Use tutorials when you want a guided build rather than an API catalog. The recommended first path is:

  1. Getting Started
  2. Capture Evidence
  3. Artifact Handling
  4. Compare Runs
  5. Query And Diagnostics
  6. Common Workflows
  7. Batch, Sample & Deployment

Choose A Path

GoalStart hereWhat you will learn
Get one local workspace workingGetting Startedinstall, capture evidence, inspect local output
Decide which execution evidence to captureCapture Evidencemetrics, events, and execution context
Connect produced files to a runArtifact Handlingreal outputs, hashes, and registration evidence
Select between candidate executionsCompare Runsmeasured comparison and resulting artifacts
Read and investigate stored evidenceQuery And Diagnosticsquery, comparison, and diagnostics roles
Learn the daily workflowCommon Workflowsinspect, report, diagnose, trace lineage
Track repeated workBatch, Sample & Deploymentbatches, samples, deployments, report sections
Use notebooksNotebook Surfaceinline summaries, display helpers, DataFrame conversion
Connect external toolsAdaptersStdout, OpenTelemetry, and MLflow sink boundaries
Map Contexta to real incidentsCase Studiescomplete scenario-specific programs and the evidence each one needs

Example Policy

Workflow examples should be executable by default.

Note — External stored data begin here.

fn draw_header(frame: &mut Frame, area: Rect, app: &App, palette: &Palette) {
    let dashboard = &app.session.dashboard;
    let profile = &dashboard.profile;

    let [title, right] =
        Layout::horizontal([Constraint::Min(20), Constraint::Length(48)]).areas(area);

    let block = Block::default()
        .borders(Borders::BOTTOM)
        .border_style(Style::default().fg(color(palette.border)));

    let mut heading = vec![Span::styled(
        format!(" {}", dashboard.active_tab.label()),
        Style::default().fg(color(palette.heading)).bold(),
    )];
    if let Some(status) = &app.status {
        heading.push(Span::raw("  "));
        heading.push(Span::styled(status.clone(), Style::default().fg(color(palette.accent))));
    }
    frame.render_widget(Paragraph::new(Line::from(heading)).block(block.clone()), title);

    let user = Line::from(vec![
        Span::styled(
            format!("updated {} ", dashboard.last_refresh.format("%H:%M:%S")),
            Style::default().fg(color(palette.muted)),
        ),
        Span::styled(format!("{} ", profile.name), Style::default().fg(color(palette.text)).bold()),
        Span::styled(
            format!(" {} ", views::initials(&profile.name)),
            Style::default().fg(Color::White).bg(color(INDIGO)).bold(),
        ),
    ]);
    frame.render_widget(Paragraph::new(user).alignment(Alignment::Right).block(block), right);
}

fn key_hint(key: &str, label: &str, palette: &Palette) -> Vec<Span<'static>> {
    vec![
        Span::styled(
            format!(" [{}] ", key),
            Style::default().fg(color(palette.card)).bg(color(palette.muted)),
        ),
        Span::styled(format!(" {}  ", label), Style::default().fg(color(palette.muted))),
    ]
}

fn draw_footer(frame: &mut Frame, area: Rect, app: &App, palette: &Palette) {
    let hints: &[(&str, &str)] = match app.mode {
        InputMode::Chat => &[("ENTER", "Send"), ("ESC", "Done")],
        InputMode::Form { .. } | InputMode::Profile { .. } => &[
            ("TAB", "Next field"),
            ("SPACE", "Cycle role"),
            ("ENTER", "Save"),
            ("ESC", "Cancel"),
        ],
        InputMode::Normal => match app.session.dashboard.active_tab {
            Tab::Crops | Tab::Team => &[
                ("A", "Add"),
                ("TAB", "Next tab"),
                ("T", "Theme"),
                ("E", "Export"),
                ("Q", "Quit"),
            ],
            Tab::Assistant => &[("I", "Chat"), ("TAB", "Next tab"), ("T", "Theme"), ("Q", "Quit")],
            Tab::Settings => &[("I", "Edit profile"), ("T", "Theme"), ("B", "Sidebar"), ("Q", "Quit")],
            _ => &[
                ("TAB", "Next tab"),
                ("1-0,-", "Jump"),
                ("T", "Theme"),
                ("B", "Sidebar"),
                ("E", "Export"),
                ("S", "SOS"),
                ("Q", "Quit"),
            ],
        },
    };

    let spans: Vec<Span> = hints
        .iter()
        .flat_map(|(key, label)| key_hint(key, label, palette))
        .collect();

    let footer = Paragraph::new(Line::from(spans)).alignment(Alignment::Center).block(
        Block::default()
            .borders(Borders::TOP)
            .border_style(Style::default().fg(color(palette.border))),
    );
    frame.render_widget(footer, area);
}
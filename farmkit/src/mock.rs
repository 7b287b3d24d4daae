// farmkit/src/mock.rs
//
// Mock data generators for the farm dashboard
//
// Every field is an independent uniform draw inside a fixed range; nothing is
// correlated and nothing evolves from the previous snapshot.

use chrono::{Duration, Local, Utc};
use rand::rngs::StdRng;
use rand::{Rng, SeedableRng};

use crate::types::{
    ActivityStatus, AiRecommendation, Condition, Coordinates, Crop, DailyForecast, HistoryEntry,
    HourlyForecast, IoTReading, Nutrients, Priority, RiskAssessment, RiskFactor, RiskLevel,
    RiskTrendPoint, Role, TeamMember, WeatherSnapshot,
};

pub const IOT_READING_COUNT: usize = 20;
pub const FORECAST_DAYS: usize = 7;
pub const HOURLY_ENTRIES: usize = 24;
pub const TREND_DAYS: usize = 30;
pub const HISTORY_ENTRIES: usize = 50;

pub const GREETING: &str =
    "Hello! I'm your AI agricultural assistant. How can I help you optimize your farm today?";

/// Canned assistant replies, picked uniformly regardless of what was asked
pub const CHAT_RESPONSES: [&str; 5] = [
    "Based on your soil moisture data, I recommend reducing irrigation by 15% for the next 3 days.",
    "The weather forecast shows rain in 2 days. Consider adjusting your fertilizer application schedule.",
    "Your cotton crop shows signs of pest activity. I suggest implementing integrated pest management.",
    "Soil pH levels are optimal for your current crops. Continue with the existing nutrient program.",
    "Market prices for paddy are expected to rise next week. Consider timing your harvest accordingly.",
];

const CURRENT_CONDITIONS: [Condition; 5] = [
    Condition::Sunny,
    Condition::PartlyCloudy,
    Condition::Cloudy,
    Condition::LightRain,
    Condition::HeavyRain,
];

const HOURLY_CONDITIONS: [Condition; 3] = [Condition::Sunny, Condition::Cloudy, Condition::Rain];

const HISTORY_ACTIONS: [&str; 7] = [
    "Irrigation",
    "Fertilizer Application",
    "Pest Control",
    "Soil Testing",
    "Harvesting",
    "Planting",
    "Pruning",
];

const HISTORY_CROPS: [&str; 6] = ["Paddy Rice", "Cotton", "Sugarcane", "Groundnut", "Tomato", "Maize"];

const HISTORY_STATUSES: [ActivityStatus; 4] = [
    ActivityStatus::Completed,
    ActivityStatus::InProgress,
    ActivityStatus::Scheduled,
    ActivityStatus::Cancelled,
];

const HISTORY_USERS: [&str; 3] = ["John Farmer", "Mary Agronomist", "System Auto"];

const HISTORY_NOTES: [&str; 4] = [
    "Weather conditions optimal",
    "Soil moisture adequate",
    "No issues reported",
    "Equipment working normally",
];

pub struct MockDataGenerator {
    rng: StdRng,
}

impl MockDataGenerator {
    pub fn new() -> Self {
        Self {
            rng: StdRng::from_entropy(),
        }
    }

    /// Deterministic generator for tests and reproducible demos
    pub fn seeded(seed: u64) -> Self {
        Self {
            rng: StdRng::seed_from_u64(seed),
        }
    }

    /// `base + U(0, width)` rounded to the nearest integer
    fn spread(&mut self, base: f64, width: f64) -> i32 {
        (base + self.rng.gen::<f64>() * width).round() as i32
    }

    fn spread_u(&mut self, base: f64, width: f64) -> u32 {
        self.spread(base, width).max(0) as u32
    }

    fn pick<T: Copy>(&mut self, items: &[T]) -> T {
        items[self.rng.gen_range(0..items.len())]
    }

    /// Fresh weather for `location`; the coordinates stay fixed
    pub fn weather(&mut self, location: &str) -> WeatherSnapshot {
        let today = Local::now();

        let forecast = (0..FORECAST_DAYS)
            .map(|i| {
                let day = today + Duration::days(i as i64);
                DailyForecast {
                    day: day.format("%a").to_string(),
                    date: day.format("%b %-d").to_string(),
                    temp: self.spread(28.0, 8.0),
                    temp_min: self.spread(24.0, 4.0),
                    temp_max: self.spread(32.0, 6.0),
                    condition: self.pick(&CURRENT_CONDITIONS[..4]),
                    rain: self.spread_u(0.0, 80.0),
                    humidity: self.spread_u(60.0, 25.0),
                    wind: self.spread_u(8.0, 12.0),
                }
            })
            .collect();

        let hourly_forecast = (0..HOURLY_ENTRIES)
            .map(|i| HourlyForecast {
                hour: format!("{:02}:00", i),
                temp: self.spread(26.0, 8.0),
                condition: self.pick(&HOURLY_CONDITIONS),
                rain: self.spread_u(0.0, 60.0),
            })
            .collect();

        WeatherSnapshot {
            location: location.to_string(),
            coordinates: Coordinates {
                lat: 13.0827,
                lng: 80.2707,
            },
            temperature: self.spread(28.0, 8.0),
            condition: self.pick(&CURRENT_CONDITIONS),
            humidity: self.spread_u(60.0, 25.0),
            wind: self.spread_u(8.0, 12.0),
            wind_direction: "SW".to_string(),
            pressure: self.spread_u(1010.0, 20.0),
            uv_index: self.spread_u(3.0, 8.0),
            rainfall: self.spread_u(0.0, 15.0),
            visibility: self.spread_u(8.0, 7.0),
            dew_point: self.spread(22.0, 6.0),
            sunrise: "06:15 AM".to_string(),
            sunset: "06:45 PM".to_string(),
            forecast,
            hourly_forecast,
        }
    }

    /// Hourly readings for the trailing window, oldest first, newest at "now"
    pub fn iot_readings(&mut self) -> Vec<IoTReading> {
        let now = Utc::now();

        (0..IOT_READING_COUNT)
            .map(|i| IoTReading {
                time: format!("{:02}:00", i + 4),
                timestamp: now - Duration::hours((IOT_READING_COUNT - 1 - i) as i64),
                soil_moisture: self.spread_u(45.0, 30.0),
                soil_temp: self.spread(24.0, 8.0),
                air_temp: self.spread(28.0, 8.0),
                humidity: self.spread_u(60.0, 25.0),
                ph: ((6.2 + self.rng.gen::<f64>() * 1.6) * 10.0).round() / 10.0,
                light: self.spread_u(300.0, 700.0),
                nitrogen: self.spread_u(15.0, 20.0),
                phosphorus: self.spread_u(8.0, 15.0),
                potassium: self.spread_u(20.0, 25.0),
            })
            .collect()
    }

    pub fn risk_assessment(&mut self) -> RiskAssessment {
        let today = Local::now();

        let trends = (0..TREND_DAYS)
            .map(|i| {
                let date = today - Duration::days((TREND_DAYS - 1 - i) as i64);
                RiskTrendPoint {
                    date: date.format("%-m/%-d/%Y").to_string(),
                    risk: self.spread_u(40.0, 40.0),
                    weather: self.spread_u(20.0, 30.0),
                    pest: self.spread_u(30.0, 50.0),
                    market: self.spread_u(35.0, 30.0),
                    water: self.spread_u(50.0, 35.0),
                }
            })
            .collect();

        RiskAssessment {
            overall_risk: RiskLevel::Medium,
            risk_score: 65,
            factors: seed_risk_factors(),
            trends,
        }
    }

    /// Activity log, newest first, one entry per day
    pub fn history(&mut self) -> Vec<HistoryEntry> {
        let now = Local::now();

        (0..HISTORY_ENTRIES)
            .map(|i| {
                let at = now - Duration::days(i as i64);
                HistoryEntry {
                    id: i as u32 + 1,
                    date: at.format("%-m/%-d/%Y").to_string(),
                    time: at.format("%-I:%M:%S %p").to_string(),
                    action: self.pick(&HISTORY_ACTIONS).to_string(),
                    crop: self.pick(&HISTORY_CROPS).to_string(),
                    status: self.pick(&HISTORY_STATUSES),
                    details: format!("Applied to {} acres", self.spread(1.0, 5.0)),
                    cost: self.spread_u(500.0, 5000.0),
                    user: self.pick(&HISTORY_USERS).to_string(),
                    notes: self.pick(&HISTORY_NOTES).to_string(),
                }
            })
            .collect()
    }

    pub fn chat_reply(&mut self) -> &'static str {
        self.pick(&CHAT_RESPONSES)
    }

    pub fn crops(&mut self) -> Vec<Crop> {
        seed_crops()
    }

    pub fn ai_recommendations(&mut self) -> Vec<AiRecommendation> {
        seed_recommendations()
    }

    pub fn team(&mut self) -> Vec<TeamMember> {
        seed_team()
    }
}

When a page teaches a domain workflow, examples should be presented with Docusaurus tabs for:

  • Machine Learning
  • Deep Learning
  • LLM

Short API snippets are acceptable on reference pages, but tutorial examples should create a workspace, emit evidence, and print something visible such as a run ref, report path, comparison result, or capture file.

Workflow examples should compute evidence from the work they execute, rather than insert illustrative output values.

Prerequisites

Most tutorials assume:

  • Python >=3.14
  • contexta installed in the active environment
  • a writable local directory

Optional framework packages belong to the tutorial that needs them. Contexta's core runtime stays local-first and does not require a cloud account.